Have Fun and Soak Up Everything You Can White Belt
Looking back and thinking about my first few classes as a white belt, one of the only regrets I have is being too worried about performing a move and then moving on to the next move, like I was punching a card that would eventually have enough moves on it to warrant a new belt promotion. If I could go back to my white belt self, I would tell him first and foremost to breath more and to practice each move more. As an older more experienced BJJ practitioner, I now realize that time on the mat is the only key to progress. As a white belt, try to take as many classes as you can. Listen to as many experienced BJJ teammates and coaches as you can. Let these conversations be somewhat one sided as you mostly listen.
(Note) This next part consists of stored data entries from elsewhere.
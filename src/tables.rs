//! Command tables consumed by the resolver
//!
//! - Pattern table: natural-language phrase -> canonical command key
//! - Command table: canonical command key -> { os id -> shell template }
//!
//! Keys are normalized (whitespace collapsed, lower-cased) at load time so
//! lookups never have to care about how a table file was written. Tables are
//! JSON or YAML, chosen by file extension.

use anyhow::{Context, Result};
use serde::de::DeserializeOwned;
use serde::{Deserialize, Serialize};
use std::collections::BTreeMap;
use std::fs;
use std::path::Path;

use crate::builtins::BuiltinLookup;
use crate::normalize::normalize_key;

/// OS id every command entry is expected to provide
pub const FALLBACK_OS: &str = "linux";

const EMBEDDED_PATTERNS: &str = include_str!("../data/patterns.json");
const EMBEDDED_COMMANDS: &str = include_str!("../data/commands.json");

/// Natural-language phrase table (many phrases may map to one key)
#[derive(Clone, Debug, Default, PartialEq, Serialize, Deserialize)]
#[serde(from = "BTreeMap<String, String>", into = "BTreeMap<String, String>")]
pub struct PatternTable {
    entries: BTreeMap<String, String>,
}

impl From<BTreeMap<String, String>> for PatternTable {
    fn from(raw: BTreeMap<String, String>) -> Self {
        let entries = raw
            .into_iter()
            .map(|(phrase, key)| (normalize_key(&phrase), key.trim().to_lowercase()))
            .filter(|(phrase, _)| !phrase.is_empty())
            .collect();
        Self { entries }
    }
}

impl From<PatternTable> for BTreeMap<String, String> {
    fn from(table: PatternTable) -> Self {
        table.entries
    }
}

impl PatternTable {
    pub fn new() -> Self {
        Self::default()
    }

    /// Build from `(phrase, key)` pairs
    pub fn from_pairs<I, P, K>(pairs: I) -> Self
    where
        I: IntoIterator<Item = (P, K)>,
        P: Into<String>,
        K: Into<String>,
    {
        let raw: BTreeMap<String, String> = pairs
            .into_iter()
            .map(|(p, k)| (p.into(), k.into()))
            .collect();
        raw.into()
    }

    /// Add or replace a phrase
    pub fn insert(&mut self, phrase: &str, key: &str) {
        self.entries
            .insert(normalize_key(phrase), key.trim().to_lowercase());
    }

    /// Look up an already-normalized phrase
    pub fn get(&self, phrase: &str) -> Option<&str> {
        self.entries.get(phrase).map(String::as_str)
    }

    pub fn phrases(&self) -> impl Iterator<Item = &str> {
        self.entries.keys().map(String::as_str)
    }

    pub fn iter(&self) -> impl Iterator<Item = (&str, &str)> {
        self.entries.iter().map(|(p, k)| (p.as_str(), k.as_str()))
    }

    pub fn len(&self) -> usize {
        self.entries.len()
    }

    pub fn is_empty(&self) -> bool {
        self.entries.is_empty()
    }
}

/// Shell templates for one command key, keyed by OS id
pub type OsTemplates = BTreeMap<String, String>;

/// On-disk shape of a command entry: either per-OS templates or one string
#[derive(Clone, Debug, Deserialize)]
#[serde(untagged)]
enum RawCommandEntry {
    PerOs(OsTemplates),
    Single(String),
}

/// OS-aware shell command table
#[derive(Clone, Debug, Default, PartialEq, Serialize)]
pub struct CommandTable {
    entries: BTreeMap<String, OsTemplates>,
}

impl<'de> Deserialize<'de> for CommandTable {
    fn deserialize<D>(deserializer: D) -> std::result::Result<Self, D::Error>
    where
        D: serde::Deserializer<'de>,
    {
        let raw = BTreeMap::<String, RawCommandEntry>::deserialize(deserializer)?;
        let mut table = CommandTable::new();
        for (key, entry) in raw {
            let templates = match entry {
                RawCommandEntry::PerOs(map) => map
                    .into_iter()
                    .map(|(os, template)| (os.to_lowercase(), template))
                    .collect(),
                RawCommandEntry::Single(template) => {
                    OsTemplates::from([(FALLBACK_OS.to_string(), template)])
                }
            };
            table.insert(&key, templates);
        }
        Ok(table)
    }
}

impl CommandTable {
    pub fn new() -> Self {
        Self::default()
    }

    /// Add or replace a command entry
    pub fn insert(&mut self, key: &str, templates: OsTemplates) {
        let key = normalize_key(key);
        if !key.is_empty() {
            self.entries.insert(key, templates);
        }
    }

    /// Convenience for building entries from `(os, template)` pairs
    pub fn insert_pairs(&mut self, key: &str, pairs: &[(&str, &str)]) {
        let templates = pairs
            .iter()
            .map(|(os, t)| (os.to_lowercase(), t.to_string()))
            .collect();
        self.insert(key, templates);
    }

    pub fn contains(&self, key: &str) -> bool {
        self.entries.contains_key(key)
    }

    pub fn entry(&self, key: &str) -> Option<&OsTemplates> {
        self.entries.get(key)
    }

    /// Template for `key` on `os`, falling back to the linux template.
    ///
    /// `None` when the key is unknown. An entry without either template
    /// degrades to the empty string.
    pub fn template(&self, key: &str, os: &str) -> Option<&str> {
        let templates = self.entries.get(key)?;
        let template = templates
            .get(os)
            .or_else(|| templates.get(FALLBACK_OS))
            .map(String::as_str);
        if template.is_none() {
            tracing::warn!(key, os, "command entry has no template for os or linux fallback");
        }
        Some(template.unwrap_or(""))
    }

    pub fn keys(&self) -> impl Iterator<Item = &str> {
        self.entries.keys().map(String::as_str)
    }

    pub fn len(&self) -> usize {
        self.entries.len()
    }

    pub fn is_empty(&self) -> bool {
        self.entries.is_empty()
    }
}

/// Both tables the resolver consults
#[derive(Clone, Debug, Default)]
pub struct CommandTables {
    pub patterns: PatternTable,
    pub commands: CommandTable,
}

impl CommandTables {
    pub fn new(patterns: PatternTable, commands: CommandTable) -> Self {
        Self { patterns, commands }
    }

    /// Tables shipped with the crate
    pub fn embedded() -> Result<Self> {
        let patterns: PatternTable = serde_json::from_str(EMBEDDED_PATTERNS)
            .context("Failed to parse embedded pattern table")?;
        let commands: CommandTable = serde_json::from_str(EMBEDDED_COMMANDS)
            .context("Failed to parse embedded command table")?;
        Ok(Self { patterns, commands })
    }

    /// Load tables, using the embedded defaults for any path not given
    pub fn load(patterns_path: Option<&Path>, commands_path: Option<&Path>) -> Result<Self> {
        let mut tables = Self::embedded()?;
        if let Some(path) = patterns_path {
            tables.patterns = load_table(path)?;
        }
        if let Some(path) = commands_path {
            tables.commands = load_table(path)?;
        }
        tracing::debug!(
            patterns = tables.patterns.len(),
            commands = tables.commands.len(),
            "command tables loaded"
        );
        Ok(tables)
    }

    /// Load-time checks; problems are reported, never fatal
    pub fn validate(&self, builtins: &impl BuiltinLookup) -> Vec<TableIssue> {
        let mut issues = Vec::new();

        for key in self.commands.keys() {
            let has_fallback = self
                .commands
                .entry(key)
                .map(|t| t.contains_key(FALLBACK_OS))
                .unwrap_or(false);
            if !has_fallback {
                issues.push(TableIssue::MissingLinuxFallback {
                    key: key.to_string(),
                });
            }
        }

        for (phrase, key) in self.patterns.iter() {
            if !builtins.is_builtin(key) && !self.commands.contains(key) {
                issues.push(TableIssue::DanglingPattern {
                    phrase: phrase.to_string(),
                    key: key.to_string(),
                });
            }
        }

        issues
    }
}

/// Problems found by `CommandTables::validate`
#[derive(Clone, Debug, PartialEq, Eq, Serialize)]
#[serde(tag = "issue", rename_all = "snake_case")]
pub enum TableIssue {
    MissingLinuxFallback { key: String },
    DanglingPattern { phrase: String, key: String },
}

impl std::fmt::Display for TableIssue {
    fn fmt(&self, f: &mut std::fmt::Formatter<'_>) -> std::fmt::Result {
        match self {
            TableIssue::MissingLinuxFallback { key } => {
                write!(f, "Command '{}' has no linux fallback template", key)
            }
            TableIssue::DanglingPattern { phrase, key } => write!(
                f,
                "Pattern '{}' maps to '{}', which is neither a builtin nor a command",
                phrase, key
            ),
        }
    }
}

/// Table loading errors
#[derive(Debug)]
pub enum TableError {
    UnsupportedFormat(String),
}

impl std::fmt::Display for TableError {
    fn fmt(&self, f: &mut std::fmt::Formatter<'_>) -> std::fmt::Result {
        match self {
            TableError::UnsupportedFormat(path) => {
                write!(f, "Unsupported table format (expected .json, .yaml or .yml): {}", path)
            }
        }
    }
}

impl std::error::Error for TableError {}

/// Read a table file as JSON or YAML depending on its extension
pub fn load_table<T: DeserializeOwned>(path: &Path) -> Result<T> {
    let content = fs::read_to_string(path)
        .with_context(|| format!("Failed to read table: {}", path.display()))?;

    let ext = path
        .extension()
        .and_then(|e| e.to_str())
        .map(str::to_lowercase)
        .unwrap_or_default();

    match ext.as_str() {
        "json" => serde_json::from_str(&content)
            .with_context(|| format!("Failed to parse JSON table: {}", path.display())),
        "yaml" | "yml" => serde_yaml::from_str(&content)
            .with_context(|| format!("Failed to parse YAML table: {}", path.display())),
        _ => Err(TableError::UnsupportedFormat(path.display().to_string()).into()),
    }
}

#[cfg(test)]
mod tests {
    use super::*;
    use std::collections::BTreeSet;

    #[test]
    fn test_pattern_keys_are_normalized() {
        let table = PatternTable::from_pairs([("  Show   System INFO ", "SysInfo")]);
        assert_eq!(table.get("show system info"), Some("sysinfo"));
        assert_eq!(table.len(), 1);
    }

    #[test]
    fn test_command_template_os_fallback() {
        let mut table = CommandTable::new();
        table.insert_pairs("ls", &[("linux", "ls -la")]);

        assert_eq!(table.template("ls", "windows"), Some("ls -la"));
        assert_eq!(table.template("ls", "linux"), Some("ls -la"));
        assert_eq!(table.template("nope", "linux"), None);
    }

    #[test]
    fn test_missing_templates_degrade_to_empty() {
        let mut table = CommandTable::new();
        table.insert_pairs("only-mac", &[("darwin", "open .")]);
        assert_eq!(table.template("only-mac", "windows"), Some(""));
    }

    #[test]
    fn test_single_string_command_entry() {
        let table: CommandTable =
            serde_json::from_str(r#"{"Up": "uptime", "ls": {"Windows": "dir", "linux": "ls"}}"#)
                .unwrap();
        assert_eq!(table.template("up", "darwin"), Some("uptime"));
        assert_eq!(table.template("ls", "windows"), Some("dir"));
    }

    #[test]
    fn test_embedded_tables_parse() {
        let tables = CommandTables::embedded().unwrap();
        assert!(!tables.patterns.is_empty());
        assert!(tables.commands.contains("ls"));
        assert_eq!(tables.commands.template("ls", "windows"), Some("dir"));
    }

    #[test]
    fn test_embedded_tables_are_consistent() {
        let tables = CommandTables::embedded().unwrap();
        let builtins: BTreeSet<String> = ["sysinfo", "cwd", "safety"]
            .iter()
            .map(|s| s.to_string())
            .collect();
        assert!(tables.validate(&builtins).is_empty());
    }

    #[test]
    fn test_validate_reports_issues() {
        let mut commands = CommandTable::new();
        commands.insert_pairs("open", &[("darwin", "open")]);
        let patterns = PatternTable::from_pairs([("launch it", "missing")]);
        let tables = CommandTables::new(patterns, commands);

        let issues = tables.validate(&BTreeSet::<String>::new());
        assert_eq!(issues.len(), 2);
        assert!(issues.contains(&TableIssue::MissingLinuxFallback { key: "open".into() }));
        assert!(issues.contains(&TableIssue::DanglingPattern {
            phrase: "launch it".into(),
            key: "missing".into(),
        }));
    }

    #[test]
    fn test_load_yaml_and_json() {
        let dir = tempfile::tempdir().unwrap();

        let yaml_path = dir.path().join("patterns.yaml");
        fs::write(&yaml_path, "\"List Files\": ls\n").unwrap();
        let patterns: PatternTable = load_table(&yaml_path).unwrap();
        assert_eq!(patterns.get("list files"), Some("ls"));

        let json_path = dir.path().join("commands.json");
        fs::write(&json_path, r#"{"ls": {"linux": "ls"}}"#).unwrap();
        let tables = CommandTables::load(Some(&yaml_path), Some(&json_path)).unwrap();
        assert_eq!(tables.commands.len(), 1);
        assert_eq!(tables.patterns.len(), 1);
    }

    #[test]
    fn test_load_rejects_unknown_extension() {
        let dir = tempfile::tempdir().unwrap();
        let path = dir.path().join("patterns.txt");
        fs::write(&path, "{}").unwrap();
        let err = load_table::<PatternTable>(&path).unwrap_err();
        assert!(err.to_string().contains("Unsupported table format"));
    }
}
I often find myself finally "hearing" advice or tips that were given to me almost 10 years ago when I first started. Soak up these little nuggets of insight and store them away for a time when you're ready to truly hear them and understand.
Establish a Routine and Stick With It
When I reflect back on all the people that were white and blue belts when I was just starting out, the first thing I notice is that many are not training any longer. For whatever reason, people let life get in the way of jiu jitsu. I'm sure a small percentage never really enjoyed it and maybe found an activity that they enjoyed more, but for the most part, I find people let the demands of school, work and family take them away from something they truly love. This is a mistake and should be changed immediately. The benefits of jiu jitsu can help make you better at your job and school in areas of time management, focus, and perseverance to just name a few. The release of stress that can be found from consistent BJJ training can yield untold benefits at home as well. The camaraderie that's developed on the mats can help you be a better friend, spouse and parent.
All this to say that the only thing I see as a common denominator in the success of people who started training around the same time as me is that we never took time off. By establishing a consistent schedule, whether it was 2, 4 or whatever number of days or classes a week, you guarantee a certain degree of progress. By training only three hours a week, you are investing less than 2% in your development. You are worth far more than that and by analyzing your schedule, no matter how busy it is, I'm certain that you can free up an additional percentage or two to dedicate to your health, wellness and BJJ skill level. A great piece revealing the secret to getting good at jiu jitsu can be found here.
Focus on Fundamentals As You Begin Getting Closer to Your Blue Belt
It's very easy to get lost in the thousands and thousands of techniques and variations available today. Going back to the previous point above about trying to accumulate moves instead of really immersing oneself and understanding a technique fully, it's easy to get distracted by the latest fancy move. But at the end of the day, it's the fundamentals that persevere. I'm not even referring to actual techniques, but instead things like posture, proper gripping, hip movement, and not being flat on your back when you shouldn't be. In the video below, world champion Bernardo Faria gives his prescription for what beginning jiujiteiros should focus on.
Should You Compete As a White or Blue Belt
The last point I'd like to discuss is whether or not you should compete as a new practitioner. The answer is about as simple and as complex as your average BJJ technique. Yes, you should, IF it is something you want to explore and a way you want to test your technique. No, you shouldn't, IF it is not something you are interested in. The vast majority of people on the mats DO NOT compete and that is completely ok. Competing in jiu jitsu can be seen as another skill that must be trained. Many people have no interest in that side of the sport, instead focusing on the other positive benefits from their training. If you do decide to compete, it's important to set proper goals and expectations, ideally working with your coaches and teammates who perhaps are more experienced in this area. Another way to prepare is to find resources that support this competition goal for you.